Retype, exactly as they appear below, the lines between the line holding "use edge_ssr_cache::handlers::Backends;" and the line holding "async fn test_unknown_tag_operation_is_not_found()", both ends included.

LISTED ENTRIES: Begin

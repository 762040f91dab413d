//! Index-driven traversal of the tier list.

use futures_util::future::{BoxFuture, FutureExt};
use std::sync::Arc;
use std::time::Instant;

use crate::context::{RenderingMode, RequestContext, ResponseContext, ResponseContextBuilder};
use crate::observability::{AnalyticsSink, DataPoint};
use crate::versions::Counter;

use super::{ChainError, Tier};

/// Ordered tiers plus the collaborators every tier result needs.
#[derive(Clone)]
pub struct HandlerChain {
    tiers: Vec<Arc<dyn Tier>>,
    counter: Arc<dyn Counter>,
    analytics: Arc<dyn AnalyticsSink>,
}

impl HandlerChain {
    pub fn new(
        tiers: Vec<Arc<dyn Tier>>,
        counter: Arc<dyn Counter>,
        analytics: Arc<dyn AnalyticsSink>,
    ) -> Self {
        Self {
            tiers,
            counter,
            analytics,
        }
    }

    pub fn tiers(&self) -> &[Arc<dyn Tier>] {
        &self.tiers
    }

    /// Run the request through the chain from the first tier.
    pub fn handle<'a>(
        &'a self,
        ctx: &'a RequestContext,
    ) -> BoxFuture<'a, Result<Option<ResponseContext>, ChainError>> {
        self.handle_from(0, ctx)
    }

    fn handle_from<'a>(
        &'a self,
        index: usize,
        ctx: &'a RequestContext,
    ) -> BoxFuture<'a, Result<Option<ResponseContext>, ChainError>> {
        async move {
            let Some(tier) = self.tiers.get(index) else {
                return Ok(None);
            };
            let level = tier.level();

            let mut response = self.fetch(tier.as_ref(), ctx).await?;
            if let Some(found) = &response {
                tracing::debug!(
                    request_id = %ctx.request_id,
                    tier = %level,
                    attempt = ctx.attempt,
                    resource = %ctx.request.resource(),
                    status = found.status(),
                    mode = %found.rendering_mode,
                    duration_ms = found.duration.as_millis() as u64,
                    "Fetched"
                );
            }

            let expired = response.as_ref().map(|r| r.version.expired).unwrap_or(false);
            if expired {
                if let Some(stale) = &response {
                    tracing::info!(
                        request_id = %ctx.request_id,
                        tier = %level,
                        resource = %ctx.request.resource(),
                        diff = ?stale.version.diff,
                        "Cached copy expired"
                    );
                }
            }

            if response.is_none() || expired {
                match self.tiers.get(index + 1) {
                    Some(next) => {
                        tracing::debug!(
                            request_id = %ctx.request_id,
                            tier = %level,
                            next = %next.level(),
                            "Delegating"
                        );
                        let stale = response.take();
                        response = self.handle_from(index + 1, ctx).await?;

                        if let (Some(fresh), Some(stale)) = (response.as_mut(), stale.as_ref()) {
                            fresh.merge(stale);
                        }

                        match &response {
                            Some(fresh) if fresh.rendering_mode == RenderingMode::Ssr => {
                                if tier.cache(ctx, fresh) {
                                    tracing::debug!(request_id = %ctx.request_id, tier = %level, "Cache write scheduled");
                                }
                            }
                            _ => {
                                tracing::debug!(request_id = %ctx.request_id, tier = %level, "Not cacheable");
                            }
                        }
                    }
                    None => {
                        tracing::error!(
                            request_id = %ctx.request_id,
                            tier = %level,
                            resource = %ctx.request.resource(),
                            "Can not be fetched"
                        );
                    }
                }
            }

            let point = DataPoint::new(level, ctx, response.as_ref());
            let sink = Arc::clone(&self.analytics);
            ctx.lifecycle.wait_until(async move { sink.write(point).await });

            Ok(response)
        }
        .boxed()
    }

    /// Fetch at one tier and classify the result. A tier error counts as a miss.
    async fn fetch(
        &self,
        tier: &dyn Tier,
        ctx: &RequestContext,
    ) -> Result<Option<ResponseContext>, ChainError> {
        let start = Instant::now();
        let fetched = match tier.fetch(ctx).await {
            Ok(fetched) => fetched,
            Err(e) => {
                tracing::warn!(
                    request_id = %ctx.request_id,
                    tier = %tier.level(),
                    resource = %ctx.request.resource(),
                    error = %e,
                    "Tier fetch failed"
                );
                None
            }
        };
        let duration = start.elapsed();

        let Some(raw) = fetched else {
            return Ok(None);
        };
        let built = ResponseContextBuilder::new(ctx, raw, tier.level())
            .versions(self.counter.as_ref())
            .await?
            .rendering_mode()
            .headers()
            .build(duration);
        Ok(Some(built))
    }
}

LISTED ENTRIES: End
LISTED ENTRIES: Begin

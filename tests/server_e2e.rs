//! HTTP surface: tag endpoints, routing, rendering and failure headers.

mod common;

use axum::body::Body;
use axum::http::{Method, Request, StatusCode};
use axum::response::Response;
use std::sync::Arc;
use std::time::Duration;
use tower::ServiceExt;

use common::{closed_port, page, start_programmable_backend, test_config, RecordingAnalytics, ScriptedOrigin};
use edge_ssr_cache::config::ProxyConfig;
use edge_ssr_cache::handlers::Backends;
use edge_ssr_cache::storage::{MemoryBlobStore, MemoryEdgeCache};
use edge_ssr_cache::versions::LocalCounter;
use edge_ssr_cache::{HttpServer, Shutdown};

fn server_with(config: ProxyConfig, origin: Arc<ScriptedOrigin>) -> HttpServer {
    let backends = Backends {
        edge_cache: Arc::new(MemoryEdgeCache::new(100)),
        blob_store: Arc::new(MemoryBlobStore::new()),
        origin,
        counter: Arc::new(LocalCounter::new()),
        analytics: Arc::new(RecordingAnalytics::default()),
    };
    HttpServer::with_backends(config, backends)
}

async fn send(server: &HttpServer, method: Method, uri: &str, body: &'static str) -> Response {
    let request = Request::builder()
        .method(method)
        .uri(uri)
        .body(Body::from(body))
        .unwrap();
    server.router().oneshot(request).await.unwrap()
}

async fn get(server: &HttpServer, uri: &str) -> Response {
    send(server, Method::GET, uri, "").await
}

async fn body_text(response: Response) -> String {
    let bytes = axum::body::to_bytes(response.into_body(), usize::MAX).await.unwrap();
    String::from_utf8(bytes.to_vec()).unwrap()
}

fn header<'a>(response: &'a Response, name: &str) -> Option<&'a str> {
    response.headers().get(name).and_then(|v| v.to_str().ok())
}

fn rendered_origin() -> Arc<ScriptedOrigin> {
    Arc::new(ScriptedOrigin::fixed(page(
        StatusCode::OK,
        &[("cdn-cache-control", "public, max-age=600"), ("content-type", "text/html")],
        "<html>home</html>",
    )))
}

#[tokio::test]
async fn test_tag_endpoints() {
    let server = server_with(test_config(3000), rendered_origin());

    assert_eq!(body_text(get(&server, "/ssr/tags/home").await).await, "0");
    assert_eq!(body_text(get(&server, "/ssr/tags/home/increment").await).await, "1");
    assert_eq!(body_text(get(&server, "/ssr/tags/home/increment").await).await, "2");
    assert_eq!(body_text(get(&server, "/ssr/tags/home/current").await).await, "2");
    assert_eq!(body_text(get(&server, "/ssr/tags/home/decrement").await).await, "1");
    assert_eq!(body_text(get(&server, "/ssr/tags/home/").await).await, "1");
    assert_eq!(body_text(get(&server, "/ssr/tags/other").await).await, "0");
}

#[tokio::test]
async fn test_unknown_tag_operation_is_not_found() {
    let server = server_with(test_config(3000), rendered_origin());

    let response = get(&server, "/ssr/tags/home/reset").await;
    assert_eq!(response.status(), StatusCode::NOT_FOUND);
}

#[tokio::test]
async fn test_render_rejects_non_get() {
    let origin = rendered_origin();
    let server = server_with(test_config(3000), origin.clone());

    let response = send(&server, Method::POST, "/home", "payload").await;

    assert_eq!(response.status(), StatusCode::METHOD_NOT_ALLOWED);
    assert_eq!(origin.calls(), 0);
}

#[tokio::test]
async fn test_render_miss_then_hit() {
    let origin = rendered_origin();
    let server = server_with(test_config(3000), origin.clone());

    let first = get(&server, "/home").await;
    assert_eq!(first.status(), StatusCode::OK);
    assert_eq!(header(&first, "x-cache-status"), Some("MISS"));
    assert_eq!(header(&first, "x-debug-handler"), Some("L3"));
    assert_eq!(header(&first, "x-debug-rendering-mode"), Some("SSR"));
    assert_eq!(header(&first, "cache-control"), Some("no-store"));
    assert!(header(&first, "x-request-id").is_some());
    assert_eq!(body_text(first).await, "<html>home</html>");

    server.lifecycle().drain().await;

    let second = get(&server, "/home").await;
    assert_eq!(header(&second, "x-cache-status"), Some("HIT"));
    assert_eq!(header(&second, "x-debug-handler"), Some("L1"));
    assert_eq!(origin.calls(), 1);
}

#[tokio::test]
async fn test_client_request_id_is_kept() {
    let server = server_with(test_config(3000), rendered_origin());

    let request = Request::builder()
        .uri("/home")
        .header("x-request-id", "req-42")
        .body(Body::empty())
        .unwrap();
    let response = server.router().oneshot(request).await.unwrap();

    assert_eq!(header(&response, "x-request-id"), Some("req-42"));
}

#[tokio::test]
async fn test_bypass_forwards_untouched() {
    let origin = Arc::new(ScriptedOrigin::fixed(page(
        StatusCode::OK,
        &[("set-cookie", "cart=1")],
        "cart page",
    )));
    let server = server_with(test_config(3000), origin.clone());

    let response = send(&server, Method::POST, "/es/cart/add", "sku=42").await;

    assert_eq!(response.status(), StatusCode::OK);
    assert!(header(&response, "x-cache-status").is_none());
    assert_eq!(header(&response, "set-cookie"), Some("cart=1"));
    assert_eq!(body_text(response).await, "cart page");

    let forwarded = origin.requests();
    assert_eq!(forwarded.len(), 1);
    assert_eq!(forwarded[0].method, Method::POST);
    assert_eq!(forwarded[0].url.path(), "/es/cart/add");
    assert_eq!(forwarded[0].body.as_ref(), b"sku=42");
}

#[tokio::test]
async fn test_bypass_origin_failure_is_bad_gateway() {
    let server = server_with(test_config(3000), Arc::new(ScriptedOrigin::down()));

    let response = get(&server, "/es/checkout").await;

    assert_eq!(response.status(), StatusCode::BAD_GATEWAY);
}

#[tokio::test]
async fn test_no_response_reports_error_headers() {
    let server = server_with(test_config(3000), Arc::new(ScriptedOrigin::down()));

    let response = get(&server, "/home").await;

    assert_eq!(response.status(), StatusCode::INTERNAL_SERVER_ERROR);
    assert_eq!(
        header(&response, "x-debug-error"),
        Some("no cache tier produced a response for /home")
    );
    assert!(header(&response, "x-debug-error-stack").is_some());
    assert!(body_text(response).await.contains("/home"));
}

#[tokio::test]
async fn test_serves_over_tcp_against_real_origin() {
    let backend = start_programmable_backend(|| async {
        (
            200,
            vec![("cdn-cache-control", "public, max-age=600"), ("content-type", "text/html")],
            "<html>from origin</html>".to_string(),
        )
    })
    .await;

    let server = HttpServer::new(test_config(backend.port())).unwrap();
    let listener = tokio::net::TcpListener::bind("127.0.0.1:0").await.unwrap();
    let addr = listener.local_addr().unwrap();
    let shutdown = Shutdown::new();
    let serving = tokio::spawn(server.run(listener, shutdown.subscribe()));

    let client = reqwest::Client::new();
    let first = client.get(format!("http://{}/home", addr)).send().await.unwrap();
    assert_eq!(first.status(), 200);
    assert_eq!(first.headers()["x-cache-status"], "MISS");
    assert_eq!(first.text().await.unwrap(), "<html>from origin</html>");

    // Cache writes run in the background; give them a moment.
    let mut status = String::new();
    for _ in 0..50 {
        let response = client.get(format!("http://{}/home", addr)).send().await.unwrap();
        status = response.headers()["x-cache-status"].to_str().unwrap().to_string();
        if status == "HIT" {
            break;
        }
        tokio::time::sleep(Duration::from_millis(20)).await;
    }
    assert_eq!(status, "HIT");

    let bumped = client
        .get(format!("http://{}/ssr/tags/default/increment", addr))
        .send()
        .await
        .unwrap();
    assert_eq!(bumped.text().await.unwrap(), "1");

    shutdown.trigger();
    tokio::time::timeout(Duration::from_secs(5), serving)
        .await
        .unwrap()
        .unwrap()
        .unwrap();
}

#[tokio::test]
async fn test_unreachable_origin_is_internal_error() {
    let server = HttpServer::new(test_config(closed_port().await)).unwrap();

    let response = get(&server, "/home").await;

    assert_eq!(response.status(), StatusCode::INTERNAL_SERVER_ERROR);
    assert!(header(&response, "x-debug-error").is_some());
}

LISTED ENTRIES: End
LISTED ENTRIES: Begin

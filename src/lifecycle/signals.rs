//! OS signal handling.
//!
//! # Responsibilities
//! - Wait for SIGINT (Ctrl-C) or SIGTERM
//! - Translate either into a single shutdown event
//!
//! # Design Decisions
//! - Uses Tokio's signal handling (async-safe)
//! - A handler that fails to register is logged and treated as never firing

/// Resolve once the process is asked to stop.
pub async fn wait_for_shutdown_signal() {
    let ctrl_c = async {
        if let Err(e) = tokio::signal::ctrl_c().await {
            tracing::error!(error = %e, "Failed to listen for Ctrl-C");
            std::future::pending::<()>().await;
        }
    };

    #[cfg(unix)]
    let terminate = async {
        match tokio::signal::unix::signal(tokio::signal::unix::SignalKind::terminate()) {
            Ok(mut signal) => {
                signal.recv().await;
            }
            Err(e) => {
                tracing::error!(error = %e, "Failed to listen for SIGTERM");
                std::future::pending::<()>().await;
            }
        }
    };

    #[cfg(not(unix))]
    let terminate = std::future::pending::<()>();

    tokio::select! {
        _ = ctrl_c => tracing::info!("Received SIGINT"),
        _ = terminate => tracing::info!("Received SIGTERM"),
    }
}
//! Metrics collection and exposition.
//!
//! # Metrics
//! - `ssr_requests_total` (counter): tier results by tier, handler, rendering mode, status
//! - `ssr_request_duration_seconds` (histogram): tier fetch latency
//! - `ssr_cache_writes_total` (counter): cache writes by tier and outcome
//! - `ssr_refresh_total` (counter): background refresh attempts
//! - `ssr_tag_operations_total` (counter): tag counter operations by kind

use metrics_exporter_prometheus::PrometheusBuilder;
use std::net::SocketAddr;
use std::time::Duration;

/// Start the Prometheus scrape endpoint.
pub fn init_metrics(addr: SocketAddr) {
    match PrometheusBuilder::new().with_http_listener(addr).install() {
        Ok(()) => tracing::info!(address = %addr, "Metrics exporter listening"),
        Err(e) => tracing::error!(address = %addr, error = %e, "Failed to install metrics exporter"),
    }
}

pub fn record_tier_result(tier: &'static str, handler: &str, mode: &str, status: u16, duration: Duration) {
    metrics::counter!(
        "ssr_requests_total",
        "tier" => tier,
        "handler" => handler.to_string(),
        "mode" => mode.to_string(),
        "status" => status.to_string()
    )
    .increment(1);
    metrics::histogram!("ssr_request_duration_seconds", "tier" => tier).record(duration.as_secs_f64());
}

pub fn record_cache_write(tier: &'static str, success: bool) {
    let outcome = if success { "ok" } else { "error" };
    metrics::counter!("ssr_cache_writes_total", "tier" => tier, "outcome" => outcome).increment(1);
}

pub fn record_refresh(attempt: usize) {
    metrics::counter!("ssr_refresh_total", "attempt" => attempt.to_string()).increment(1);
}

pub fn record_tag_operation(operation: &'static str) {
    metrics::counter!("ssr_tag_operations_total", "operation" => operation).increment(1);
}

LISTED ENTRIES: End

§ ANSWER BOX
use edge_ssr_cache::handlers::Backends;
use edge_ssr_cache::storage::{MemoryBlobStore, MemoryEdgeCache};
use edge_ssr_cache::versions::LocalCounter;
use edge_ssr_cache::{HttpServer, Shutdown};

fn server_with(config: ProxyConfig, origin: Arc<ScriptedOrigin>) -> HttpServer {
    let backends = Backends {
        edge_cache: Arc::new(MemoryEdgeCache::new(100)),
        blob_store: Arc::new(MemoryBlobStore::new()),
        origin,
        counter: Arc::new(LocalCounter::new()),
        analytics: Arc::new(RecordingAnalytics::default()),
    };
    HttpServer::with_backends(config, backends)
}

async fn send(server: &HttpServer, method: Method, uri: &str, body: &'static str) -> Response {
    let request = Request::builder()
        .method(method)
        .uri(uri)
        .body(Body::from(body))
        .unwrap();
    server.router().oneshot(request).await.unwrap()
}

async fn get(server: &HttpServer, uri: &str) -> Response {
    send(server, Method::GET, uri, "").await
}

async fn body_text(response: Response) -> String {
    let bytes = axum::body::to_bytes(response.into_body(), usize::MAX).await.unwrap();
    String::from_utf8(bytes.to_vec()).unwrap()
}

fn header<'a>(response: &'a Response, name: &str) -> Option<&'a str> {
    response.headers().get(name).and_then(|v| v.to_str().ok())
}

fn rendered_origin() -> Arc<ScriptedOrigin> {
    Arc::new(ScriptedOrigin::fixed(page(
        StatusCode::OK,
        &[("cdn-cache-control", "public, max-age=600"), ("content-type", "text/html")],
        "<html>home</html>",
    )))
}

#[tokio::test]
async fn test_tag_endpoints() {
    let server = server_with(test_config(3000), rendered_origin());

    assert_eq!(body_text(get(&server, "/ssr/tags/home").await).await, "0");
    assert_eq!(body_text(get(&server, "/ssr/tags/home/increment").await).await, "1");
    assert_eq!(body_text(get(&server, "/ssr/tags/home/increment").await).await, "2");
    assert_eq!(body_text(get(&server, "/ssr/tags/home/current").await).await, "2");
    assert_eq!(body_text(get(&server, "/ssr/tags/home/decrement").await).await, "1");
    assert_eq!(body_text(get(&server, "/ssr/tags/home/").await).await, "1");
    assert_eq!(body_text(get(&server, "/ssr/tags/other").await).await, "0");
}

#[tokio::test]
async fn test_unknown_tag_operation_is_not_found() {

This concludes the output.